Filesystems like resctrl use the cache-id exposed via sysfs to identify
groups of CPUs. The value is also used for PCIe cache steering tags. On
DT platforms cache-id is not something that is described in the
device-tree, but instead generated from the smallest CPU h/w id of the
CPUs associated with that cache.
CPU h/w ids may be larger than 32 bits.
Add a hook to allow architectures to compress the value from the devicetree
into 32 bits. Returning the same value is always safe as cache_of_set_id()
will stop if a value larger than 32 bits is seen.

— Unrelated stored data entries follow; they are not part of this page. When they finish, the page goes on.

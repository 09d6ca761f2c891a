//! Application state shared across all request handlers.
//!
//! The state is initialized once during startup and cloned into each handler through
//! Axum's state extraction. Every field is cheap to clone: the database connection is a
//! pool handle and the rest are small strings.

use sea_orm::DatabaseConnection;

use crate::server::hypermedia::link::LinkBuilder;

#[derive(Clone)]
pub struct AppState {
    /// Database connection pool for accessing persistent storage.
    pub db: DatabaseConnection,

    /// Builds every link href from the configured application URL.
    pub links: LinkBuilder,

    /// Bearer token granting the `ADMIN` capability.
    pub admin_token: String,
}

impl AppState {
    pub fn new(db: DatabaseConnection, app_url: &str, admin_token: String) -> Self {
        Self {
            db,
            links: LinkBuilder::new(app_url),
            admin_token,
        }
    }
}
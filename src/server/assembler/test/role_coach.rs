use super::*;
use crate::server::assembler::role_coach::RoleCoachAssembler;

/// Tests that a coach role embeds its coach and exposes delete only.
///
/// Expected: Ok with `_embedded.coach`, a `team` link and `deleteRoleCoach` for admin
#[test]
fn embeds_coach_and_offers_delete_only() -> Result<(), AssemblyError> {
    let links = link_builder();
    let caller = CapabilitySet::admin();
    let assembler = RoleCoachAssembler::new(AssemblyContext::new(&links, &caller));

    let model = assembler.to_model(&role_coach(6, 2, 3))?;

    assert_eq!(model.embedded_types(), vec![ResourceType::Coach]);
    assert_eq!(self_affordance_names(&model), vec!["deleteRoleCoach"]);
    assert!(model.links.get("roleCoaches").unwrap().affordances.is_empty());

    let json = to_json(&model);
    assert_eq!(json["role"], "MAIN");
    assert_eq!(json["_embedded"]["coach"]["id"], 3);
    assert_eq!(
        json["_links"]["team"]["href"],
        "http://localhost:8080/api/teams/2"
    );

    Ok(())
}

/// Tests the empty page of a team's coach roles.
///
/// Expected: Ok with the typed empty marker rendered as `roleCoaches: []`
#[test]
fn empty_team_roles_render_empty_marker() -> Result<(), AssemblyError> {
    let links = link_builder();
    let caller = CapabilitySet::anonymous();
    let assembler = RoleCoachAssembler::for_team(AssemblyContext::new(&links, &caller), 2);

    let model = assembler.to_paged_model(&page_of(Vec::new(), 0, 20))?;

    assert_eq!(model.members, Members::Empty(ResourceType::RoleCoach));
    assert!(model.links.get("first").is_none());

    let json = to_json(&model);
    assert_eq!(json["_embedded"]["roleCoaches"], serde_json::json!([]));
    assert_eq!(json["page"]["totalElements"], 0);
    assert_eq!(json["page"]["totalPages"], 0);

    Ok(())
}

/// Tests the page of a team's coach roles for an admin.
///
/// Expected: `self` offers addRoleCoach on the team and the template has no sort
#[test]
fn team_scoped_roles_offer_add_role_coach() -> Result<(), AssemblyError> {
    let links = link_builder();
    let caller = CapabilitySet::admin();
    let assembler = RoleCoachAssembler::for_team(AssemblyContext::new(&links, &caller), 2);

    let model = assembler.to_paged_model(&page_of(vec![role_coach(1, 2, 1)], 0, 20))?;

    let affordances = &model.links.get("self").unwrap().affordances;
    assert_eq!(affordances.len(), 1);
    assert_eq!(affordances[0].name, "addRoleCoach");
    assert_eq!(affordances[0].target, "http://localhost:8080/api/teams/2/coach");
    assert_eq!(
        model.links.get("page").unwrap().href,
        "http://localhost:8080/api/teams/2/role-coaches{?page,size}"
    );

    Ok(())
}
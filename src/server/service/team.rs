use sea_orm::DatabaseConnection;

use crate::server::{
    data::{coach::CoachRepository, role_coach::RoleCoachRepository, team::TeamRepository},
    error::AppError,
    hypermedia::page::{paginate, Page, PageRequest},
    model::{
        role_coach::{RoleCoach, RoleCoachParams},
        team::{Team, TeamParams},
        training_session::{CreateTrainingSessionParams, TrainingSession},
    },
    service::{conflict_on_unique, training_session::TrainingSessionService},
};

pub struct TeamService<'a> {
    db: &'a DatabaseConnection,
}

impl<'a> TeamService<'a> {
    pub fn new(db: &'a DatabaseConnection) -> Self {
        Self { db }
    }

    /// Creates a team unless the gender, category and number combination is taken
    ///
    /// # Returns
    /// - `Ok(Team)`: Created team
    /// - `Err(AppError::Conflict)`: Identical team already exists
    pub async fn create(&self, params: TeamParams) -> Result<Team, AppError> {
        let repo = TeamRepository::new(self.db);

        let conflict = already_exists(&params);
        if repo.exists(&params).await? {
            return Err(AppError::Conflict(conflict));
        }

        let team = repo
            .create(params)
            .await
            .map_err(|e| conflict_on_unique(e, conflict))?;
        tracing::info!(
            "Created team {:?} ({}/{}/{})",
            team.id,
            team.gender.as_str(),
            team.category.as_str(),
            team.team_number
        );

        Ok(team)
    }

    pub async fn get_by_id(&self, id: i32) -> Result<Team, AppError> {
        TeamRepository::new(self.db)
            .find_by_id(id)
            .await?
            .ok_or_else(|| not_found(id))
    }

    pub async fn get_paginated(&self, request: &PageRequest) -> Result<Page<Team>, AppError> {
        let (teams, total) = TeamRepository::new(self.db).get_paginated(request).await?;

        let page = Page::new(teams, request.page, request.size, total)?;

        Ok(page.with_sort(request.sort.clone()))
    }

    pub async fn get_all(&self) -> Result<Vec<Team>, AppError> {
        Ok(TeamRepository::new(self.db).get_all().await?)
    }

    /// Updates a team, skipping the write when nothing changed
    ///
    /// # Returns
    /// - `Ok(Team)`: Updated or unchanged team
    /// - `Err(AppError::NotFound)`: No team with this ID
    /// - `Err(AppError::Conflict)`: Another team already has these values
    pub async fn update(&self, id: i32, params: TeamParams) -> Result<Team, AppError> {
        let repo = TeamRepository::new(self.db);
        let team = repo.find_by_id(id).await?.ok_or_else(|| not_found(id))?;

        if team.matches(&params) {
            tracing::debug!("Team {} unchanged, skipping update", id);
            return Ok(team);
        }

        let conflict = already_exists(&params);
        if repo.exists(&params).await? {
            return Err(AppError::Conflict(conflict));
        }

        let updated = repo
            .update(id, params)
            .await
            .map_err(|e| conflict_on_unique(e, conflict))?;
        tracing::info!("Updated team {}", id);

        Ok(updated)
    }

    /// Deletes a team with its training sessions and coach roles
    pub async fn delete(&self, id: i32) -> Result<(), AppError> {
        let rows = TeamRepository::new(self.db).delete(id).await?;
        if rows == 0 {
            return Err(not_found(id));
        }

        tracing::info!("Deleted team {}", id);

        Ok(())
    }

    /// Schedules a new training session for the team
    ///
    /// # Returns
    /// - `Ok(TrainingSession)`: Created session with its hall
    /// - `Err(AppError::NotFound)`: Team or hall does not exist
    pub async fn add_training_session(
        &self,
        params: CreateTrainingSessionParams,
    ) -> Result<TrainingSession, AppError> {
        TrainingSessionService::new(self.db).create(params).await
    }

    /// Gives an existing coach a role in the team
    ///
    /// # Returns
    /// - `Ok(RoleCoach)`: Created role with its coach
    /// - `Err(AppError::NotFound)`: Team or coach does not exist
    pub async fn add_role_coach(&self, params: RoleCoachParams) -> Result<RoleCoach, AppError> {
        if !TeamRepository::new(self.db).exists_by_id(params.team_id).await? {
            return Err(not_found(params.team_id));
        }
        if CoachRepository::new(self.db)
            .find_by_id(params.coach_id)
            .await?
            .is_none()
        {
            return Err(AppError::NotFound(format!(
                "Coach not found with id: {}",
                params.coach_id
            )));
        }

        let role = RoleCoachRepository::new(self.db).create(params).await?;
        tracing::info!(
            "Added coach {:?} to team {} as {}",
            role.coach.id,
            role.team_id,
            role.role.as_str()
        );

        Ok(role)
    }

    /// Pages the team's training sessions in memory
    pub async fn get_training_sessions(
        &self,
        team_id: i32,
        request: &PageRequest,
    ) -> Result<Page<TrainingSession>, AppError> {
        let team = self.get_by_id(team_id).await?;

        Ok(paginate(team.training_sessions, request)?)
    }

    /// Pages the team's coach roles in memory
    pub async fn get_role_coaches(
        &self,
        team_id: i32,
        request: &PageRequest,
    ) -> Result<Page<RoleCoach>, AppError> {
        let team = self.get_by_id(team_id).await?;

        Ok(paginate(team.role_coaches, request)?)
    }
}

fn not_found(id: i32) -> AppError {
    AppError::NotFound(format!("Team not found with id: {}", id))
}

fn already_exists(params: &TeamParams) -> String {
    format!(
        "Team already exists with gender {}, category {} and team number {}",
        params.gender.as_str(),
        params.category.as_str(),
        params.team_number
    )
}
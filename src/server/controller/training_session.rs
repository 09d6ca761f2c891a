use axum::{
    extract::{Path, Query, State},
    http::StatusCode,
    response::IntoResponse,
    Json,
};

use crate::{
    model::{
        api::ErrorDto,
        training_session::{
            CreateTrainingSessionDto, TrainingSessionDto, UpdateTrainingSessionDto,
        },
    },
    server::{
        assembler::{training_session::TrainingSessionAssembler, Assembler, AssemblyContext},
        controller::{HalForms, PageParams},
        error::AppError,
        middleware::auth::{AuthGuard, Caller, Permission},
        model::training_session::{CreateTrainingSessionParams, UpdateTrainingSessionParams},
        service::training_session::TrainingSessionService,
        state::AppState,
    },
};

/// Tag for grouping training session endpoints in OpenAPI documentation
pub static TRAINING_SESSION_TAG: &str = "training_session";

/// Schedule a training session.
///
/// Both the team and the hall must already exist.
///
/// # Access Control
/// - `Admin` - Only admins can schedule sessions
///
/// # Returns
/// - `201 Created` - Session representation with its hall embedded
/// - `400 Bad Request` - Invalid time slot
/// - `404 Not Found` - Team or hall does not exist
#[utoipa::path(
    post,
    path = "/api/training-sessions",
    tag = TRAINING_SESSION_TAG,
    request_body = CreateTrainingSessionDto,
    security(("bearer" = [])),
    responses(
        (status = 201, description = "Successfully created training session", body = TrainingSessionDto, content_type = "application/prs.hal-forms+json"),
        (status = 400, description = "Invalid training session data", body = ErrorDto),
        (status = 401, description = "Missing bearer token", body = ErrorDto),
        (status = 403, description = "Caller is not an admin", body = ErrorDto),
        (status = 404, description = "Team or hall not found", body = ErrorDto),
        (status = 500, description = "Internal server error", body = ErrorDto)
    ),
)]
pub async fn create_training_session(
    State(state): State<AppState>,
    caller: Caller,
    Json(payload): Json<CreateTrainingSessionDto>,
) -> Result<impl IntoResponse, AppError> {
    AuthGuard::new(&caller).require(&[Permission::Admin])?;

    let params = CreateTrainingSessionParams::from_dto(payload)?;
    let session = TrainingSessionService::new(&state.db).create(params).await?;

    let ctx = AssemblyContext::new(&state.links, &caller);
    let model = TrainingSessionAssembler::new(ctx).to_model(&session)?;

    Ok((StatusCode::CREATED, HalForms(model)))
}

#[utoipa::path(
    get,
    path = "/api/training-sessions",
    tag = TRAINING_SESSION_TAG,
    params(PageParams),
    responses(
        (status = 200, description = "Successfully retrieved training sessions", body = Vec<TrainingSessionDto>, content_type = "application/prs.hal-forms+json"),
        (status = 400, description = "Invalid page request", body = ErrorDto),
        (status = 500, description = "Internal server error", body = ErrorDto)
    ),
)]
pub async fn get_training_sessions(
    State(state): State<AppState>,
    caller: Caller,
    Query(params): Query<PageParams>,
) -> Result<impl IntoResponse, AppError> {
    let request = params.into_request()?;
    let page = TrainingSessionService::new(&state.db)
        .get_paginated(&request)
        .await?;

    let ctx = AssemblyContext::new(&state.links, &caller);
    let model = TrainingSessionAssembler::new(ctx).to_paged_model(&page)?;

    Ok(HalForms(model))
}

#[utoipa::path(
    get,
    path = "/api/training-sessions/all",
    tag = TRAINING_SESSION_TAG,
    responses(
        (status = 200, description = "Successfully retrieved training sessions", body = Vec<TrainingSessionDto>, content_type = "application/prs.hal-forms+json"),
        (status = 500, description = "Internal server error", body = ErrorDto)
    ),
)]
pub async fn get_all_training_sessions(
    State(state): State<AppState>,
    caller: Caller,
) -> Result<impl IntoResponse, AppError> {
    let sessions = TrainingSessionService::new(&state.db).get_all().await?;

    let ctx = AssemblyContext::new(&state.links, &caller);
    let model = TrainingSessionAssembler::new(ctx).to_collection_model(&sessions)?;

    Ok(HalForms(model))
}

#[utoipa::path(
    get,
    path = "/api/training-sessions/{id}",
    tag = TRAINING_SESSION_TAG,
    params(
        ("id" = i32, Path, description = "Training session ID")
    ),
    responses(
        (status = 200, description = "Successfully retrieved training session", body = TrainingSessionDto, content_type = "application/prs.hal-forms+json"),
        (status = 404, description = "Training session not found", body = ErrorDto),
        (status = 500, description = "Internal server error", body = ErrorDto)
    ),
)]
pub async fn get_training_session(
    State(state): State<AppState>,
    caller: Caller,
    Path(id): Path<i32>,
) -> Result<impl IntoResponse, AppError> {
    let session = TrainingSessionService::new(&state.db).get_by_id(id).await?;

    let ctx = AssemblyContext::new(&state.links, &caller);
    let model = TrainingSessionAssembler::new(ctx).to_model(&session)?;

    Ok(HalForms(model))
}

/// Move a training session to another hall or time slot.
///
/// The owning team never changes.
#[utoipa::path(
    put,
    path = "/api/training-sessions/{id}",
    tag = TRAINING_SESSION_TAG,
    params(
        ("id" = i32, Path, description = "Training session ID")
    ),
    request_body = UpdateTrainingSessionDto,
    security(("bearer" = [])),
    responses(
        (status = 200, description = "Successfully updated training session", body = TrainingSessionDto, content_type = "application/prs.hal-forms+json"),
        (status = 400, description = "Invalid training session data", body = ErrorDto),
        (status = 401, description = "Missing bearer token", body = ErrorDto),
        (status = 403, description = "Caller is not an admin", body = ErrorDto),
        (status = 404, description = "Training session or hall not found", body = ErrorDto),
        (status = 500, description = "Internal server error", body = ErrorDto)
    ),
)]
pub async fn update_training_session(
    State(state): State<AppState>,
    caller: Caller,
    Path(id): Path<i32>,
    Json(payload): Json<UpdateTrainingSessionDto>,
) -> Result<impl IntoResponse, AppError> {
    AuthGuard::new(&caller).require(&[Permission::Admin])?;

    let params = UpdateTrainingSessionParams::from_dto(payload)?;
    let session = TrainingSessionService::new(&state.db)
        .update(id, params)
        .await?;

    let ctx = AssemblyContext::new(&state.links, &caller);
    let model = TrainingSessionAssembler::new(ctx).to_model(&session)?;

    Ok(HalForms(model))
}

#[utoipa::path(
    delete,
    path = "/api/training-sessions/{id}",
    tag = TRAINING_SESSION_TAG,
    params(
        ("id" = i32, Path, description = "Training session ID")
    ),
    security(("bearer" = [])),
    responses(
        (status = 204, description = "Successfully deleted training session"),
        (status = 401, description = "Missing bearer token", body = ErrorDto),
        (status = 403, description = "Caller is not an admin", body = ErrorDto),
        (status = 404, description = "Training session not found", body = ErrorDto),
        (status = 500, description = "Internal server error", body = ErrorDto)
    ),
)]
pub async fn delete_training_session(
    State(state): State<AppState>,
    caller: Caller,
    Path(id): Path<i32>,
) -> Result<impl IntoResponse, AppError> {
    AuthGuard::new(&caller).require(&[Permission::Admin])?;

    TrainingSessionService::new(&state.db).delete(id).await?;

    Ok(StatusCode::NO_CONTENT)
}
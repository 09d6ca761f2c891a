//! HTTP handlers.
//!
//! Handlers check access through [`AuthGuard`](crate::server::middleware::auth::AuthGuard),
//! validate request DTOs into params, call a service and assemble the returned domain
//! models into HAL-FORMS representations for the [`Caller`](crate::server::middleware::auth::Caller).

pub mod api;
pub mod coach;
pub mod hall;
pub mod role_coach;
pub mod team;
pub mod training_session;

#[cfg(test)]
mod test;

use axum::{
    http::{header, HeaderValue, StatusCode},
    response::{IntoResponse, Response},
};
use serde::{Deserialize, Serialize};
use utoipa::IntoParams;

use crate::server::{
    error::AppError,
    hypermedia::{page::PageRequest, representation::HAL_FORMS_MEDIA_TYPE},
};

/// Upper bound applied to the requested page size.
pub const MAX_PAGE_SIZE: u64 = 100;

/// SQLite stores `LIMIT`/`OFFSET` as signed 64-bit integers.
const MAX_OFFSET: u64 = i64::MAX as u64;

/// Serializes a representation with the HAL-FORMS media type.
pub struct HalForms<T>(pub T);

impl<T: Serialize> IntoResponse for HalForms<T> {
    fn into_response(self) -> Response {
        match serde_json::to_vec(&self.0) {
            Ok(body) => (
                [(
                    header::CONTENT_TYPE,
                    HeaderValue::from_static(HAL_FORMS_MEDIA_TYPE),
                )],
                body,
            )
                .into_response(),
            Err(err) => {
                tracing::error!("Failed to serialize representation: {}", err);
                StatusCode::INTERNAL_SERVER_ERROR.into_response()
            }
        }
    }
}

/// Paging query of collection endpoints.
#[derive(Debug, Deserialize, IntoParams)]
#[into_params(parameter_in = Query)]
pub struct PageParams {
    /// Zero-indexed page number (default: 0)
    #[serde(default)]
    pub page: u64,
    /// Items per page (default: 20, max: 100)
    #[serde(default = "default_size")]
    pub size: u64,
    /// Sort order as `field[,asc|desc]`
    pub sort: Option<String>,
}

fn default_size() -> u64 {
    PageRequest::DEFAULT_SIZE
}

impl PageParams {
    /// Converts the query into a page request.
    ///
    /// # Returns
    /// - `Ok(PageRequest)`: Size clamped to [`MAX_PAGE_SIZE`]
    /// - `Err(AppError::BadRequest)`: Size is zero, or the page starts beyond the largest
    ///   offset a database query accepts
    pub fn into_request(self) -> Result<PageRequest, AppError> {
        if self.size == 0 {
            return Err(AppError::BadRequest(
                "Page size must be greater than zero".to_string(),
            ));
        }

        let size = self.size.min(MAX_PAGE_SIZE);
        let offset_in_range = self
            .page
            .checked_mul(size)
            .is_some_and(|offset| offset <= MAX_OFFSET);
        if !offset_in_range {
            return Err(AppError::BadRequest(format!(
                "Page {} is out of range for page size {}",
                self.page, size
            )));
        }

        let request = PageRequest::new(self.page, size);
        Ok(match self.sort {
            Some(sort) if !sort.trim().is_empty() => request.with_sort(sort),
            _ => request,
        })
    }
}
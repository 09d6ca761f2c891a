use chrono::NaiveTime;

use crate::server::{
    data::training_session::TrainingSessionRepository,
    hypermedia::page::PageRequest,
    model::training_session::{
        CreateTrainingSessionParams, DayOfWeek, TimeSlot, UpdateTrainingSessionParams,
    },
};
use sea_orm::DbErr;
use test_utils::{builder::TestBuilder, factory};

mod create;
mod get_by_team_ids;
mod update;

fn slot(day_of_week: DayOfWeek, start: (u32, u32), end: (u32, u32)) -> TimeSlot {
    TimeSlot {
        day_of_week,
        start_time: NaiveTime::from_hms_opt(start.0, start.1, 0).unwrap(),
        end_time: NaiveTime::from_hms_opt(end.0, end.1, 0).unwrap(),
    }
}
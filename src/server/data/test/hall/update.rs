use super::*;

/// Tests updating a hall.
///
/// Expected: Ok with name and address replaced
#[tokio::test]
async fn updates_hall() -> Result<(), DbErr> {
    let test = TestBuilder::new().with_table(Hall).build().await.unwrap();
    let db = test.db.as_ref().unwrap();

    let existing = factory::create_hall(db).await?;

    let repo = HallRepository::new(db);
    let updated = repo.update(existing.id, params("Renamed")).await?;

    assert_eq!(updated.id, Some(existing.id));
    assert_eq!(updated.name, "Renamed");
    assert_eq!(updated.address.street, "3 Rue du Stade");

    Ok(())
}

/// Tests updating a hall that does not exist.
///
/// Expected: Err(RecordNotFound)
#[tokio::test]
async fn fails_for_missing_hall() -> Result<(), DbErr> {
    let test = TestBuilder::new().with_table(Hall).build().await.unwrap();
    let db = test.db.as_ref().unwrap();

    let repo = HallRepository::new(db);
    let result = repo.update(999, params("Ghost")).await;

    assert!(matches!(result, Err(DbErr::RecordNotFound(_))));

    Ok(())
}
//! Coach factory for creating test coach entities.

use crate::factory::helpers::next_id;
use crate::fixture;
use sea_orm::{ActiveModelTrait, ActiveValue, DatabaseConnection, DbErr};

/// Factory for creating test coaches with customizable fields.
pub struct CoachFactory<'a> {
    db: &'a DatabaseConnection,
    entity: entity::coach::Model,
}

impl<'a> CoachFactory<'a> {
    /// Creates a new CoachFactory with fixture defaults and a unique email.
    pub fn new(db: &'a DatabaseConnection) -> Self {
        let id = next_id();
        let entity = fixture::coach::entity_builder()
            .email(format!("coach{}@example.com", id))
            .build();

        Self { db, entity }
    }

    pub fn name(mut self, name: impl Into<String>) -> Self {
        self.entity.name = name.into();
        self
    }

    pub fn surname(mut self, surname: impl Into<String>) -> Self {
        self.entity.surname = surname.into();
        self
    }

    pub fn email(mut self, email: impl Into<String>) -> Self {
        self.entity.email = email.into();
        self
    }

    pub fn phone(mut self, phone: impl Into<String>) -> Self {
        self.entity.phone = phone.into();
        self
    }

    /// Builds and inserts the coach entity into the database.
    pub async fn build(self) -> Result<entity::coach::Model, DbErr> {
        entity::coach::ActiveModel {
            id: ActiveValue::NotSet,
            name: ActiveValue::Set(self.entity.name),
            surname: ActiveValue::Set(self.entity.surname),
            email: ActiveValue::Set(self.entity.email),
            phone: ActiveValue::Set(self.entity.phone),
        }
        .insert(self.db)
        .await
    }
}

/// Creates a coach with default values.
pub async fn create_coach(db: &DatabaseConnection) -> Result<entity::coach::Model, DbErr> {
    CoachFactory::new(db).build().await
}
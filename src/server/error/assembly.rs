use thiserror::Error;

use crate::server::hypermedia::resource::ResourceType;

/// Failures raised while turning domain models into hypermedia representations.
///
/// Every variant indicates a programming fault upstream of the assembler rather than
/// a problem with the client's request, so all of them surface as 500 Internal Server
/// Error through `AppError`.
#[derive(Error, Debug)]
pub enum AssemblyError {
    /// Assembler input violated a precondition.
    ///
    /// Raised for malformed pages (zero size, more content than the page size or the
    /// reported total) handed to the page adapter or the paged assembler.
    #[error("Invalid assembler argument: {0}")]
    InvalidArgument(String),

    /// A link could not be built because the instance has no identifier.
    ///
    /// Only persisted instances carry an id; assembling a transient one is a bug in the
    /// caller.
    #[error("Cannot build a link to {resource}: instance has no identifier")]
    InvalidResourceReference {
        /// Resource type whose item link was requested
        resource: ResourceType,
    },

    /// An assembler tried to embed a resource type its parent does not declare.
    ///
    /// Embedding is restricted to the static declaration on `ResourceType::embeds` so the
    /// representation graph stays acyclic.
    #[error("{parent} does not declare {child} as an embedded relation")]
    UndeclaredEmbedding {
        /// Resource type of the representation being built
        parent: ResourceType,
        /// Resource type that was offered for embedding
        child: ResourceType,
    },

    /// Embedded content could not be converted to its serialized form.
    #[error("Failed to serialize embedded {resource} content: {source}")]
    Content {
        /// Resource type of the embedded representation
        resource: ResourceType,
        /// The underlying serialization error
        #[source]
        source: serde_json::Error,
    },
}
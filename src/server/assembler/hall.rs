use crate::{
    model::hall::HallDto,
    server::{
        assembler::{Assembler, AssemblyContext},
        error::assembly::AssemblyError,
        hypermedia::{
            affordance::{
                AffordanceScope, HttpMethod, OperationDescriptor, OperationTable, Target,
            },
            capability::ADMIN,
            representation::EntityModel,
            resource::ResourceType,
        },
        model::hall::{fields, Hall},
    },
};

pub const HALL_OPERATIONS: OperationTable = OperationTable {
    resource: ResourceType::Hall,
    operations: &[
        OperationDescriptor {
            name: "deleteHall",
            method: HttpMethod::Delete,
            capability: ADMIN,
            scope: AffordanceScope::Item,
            target: Target::Item,
            fields: &[],
        },
        OperationDescriptor {
            name: "updateHall",
            method: HttpMethod::Put,
            capability: ADMIN,
            scope: AffordanceScope::Item,
            target: Target::Item,
            fields: fields::ALL,
        },
        OperationDescriptor {
            name: "createHall",
            method: HttpMethod::Post,
            capability: ADMIN,
            scope: AffordanceScope::Collection,
            target: Target::Collection,
            fields: fields::ALL,
        },
    ],
};

pub struct HallAssembler<'a> {
    ctx: AssemblyContext<'a>,
}

impl<'a> HallAssembler<'a> {
    pub fn new(ctx: AssemblyContext<'a>) -> Self {
        Self { ctx }
    }
}

impl Assembler for HallAssembler<'_> {
    type Domain = Hall;
    type Dto = HallDto;

    const OPERATIONS: &'static OperationTable = &HALL_OPERATIONS;

    fn context(&self) -> AssemblyContext<'_> {
        self.ctx
    }

    fn to_model(&self, hall: &Hall) -> Result<EntityModel<HallDto>, AssemblyError> {
        let mut model = EntityModel::new(ResourceType::Hall, hall.to_dto());
        model.add_link(self.ctx.self_link(Self::OPERATIONS, hall.id)?);
        model.add_link(self.ctx.collection_link(Self::OPERATIONS)?);

        Ok(model)
    }
}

For example, on arm64 the value is the MPIDR affinity register, which only
has 32 bits of affinity data, but spread across the 64 bit field. An
arch-specific bit swizzle gives a 32 bit value.
Signed-off-by: James Morse <james.morse@arm.com>
---
drivers/base/cacheinfo.c | 5 +++++
1 file changed, 5 insertions(+)
diff --git a/drivers/base/cacheinfo.c b/drivers/base/cacheinfo.c
index 9888d87840a2..d8e5b4c7156c 100644
--- a/drivers/base/cacheinfo.c
+++ b/drivers/base/cacheinfo.c
@@ -184,6 +184,10 @@ static bool cache_node_is_unified(struct cacheinfo *this_leaf,
return of_property_read_bool(np, "cache-unified");
}
+#ifndef arch_compact_of_hwid
+#define arch_compact_of_hwid(_x) (_x)
+#endif
+
static void cache_of_set_id(struct cacheinfo *this_leaf, struct device_node *np)
{
struct device_node *cpu;
@@ -193,6 +197,7 @@ static void cache_of_set_id(struct cacheinfo *this_leaf, struct device_node *np)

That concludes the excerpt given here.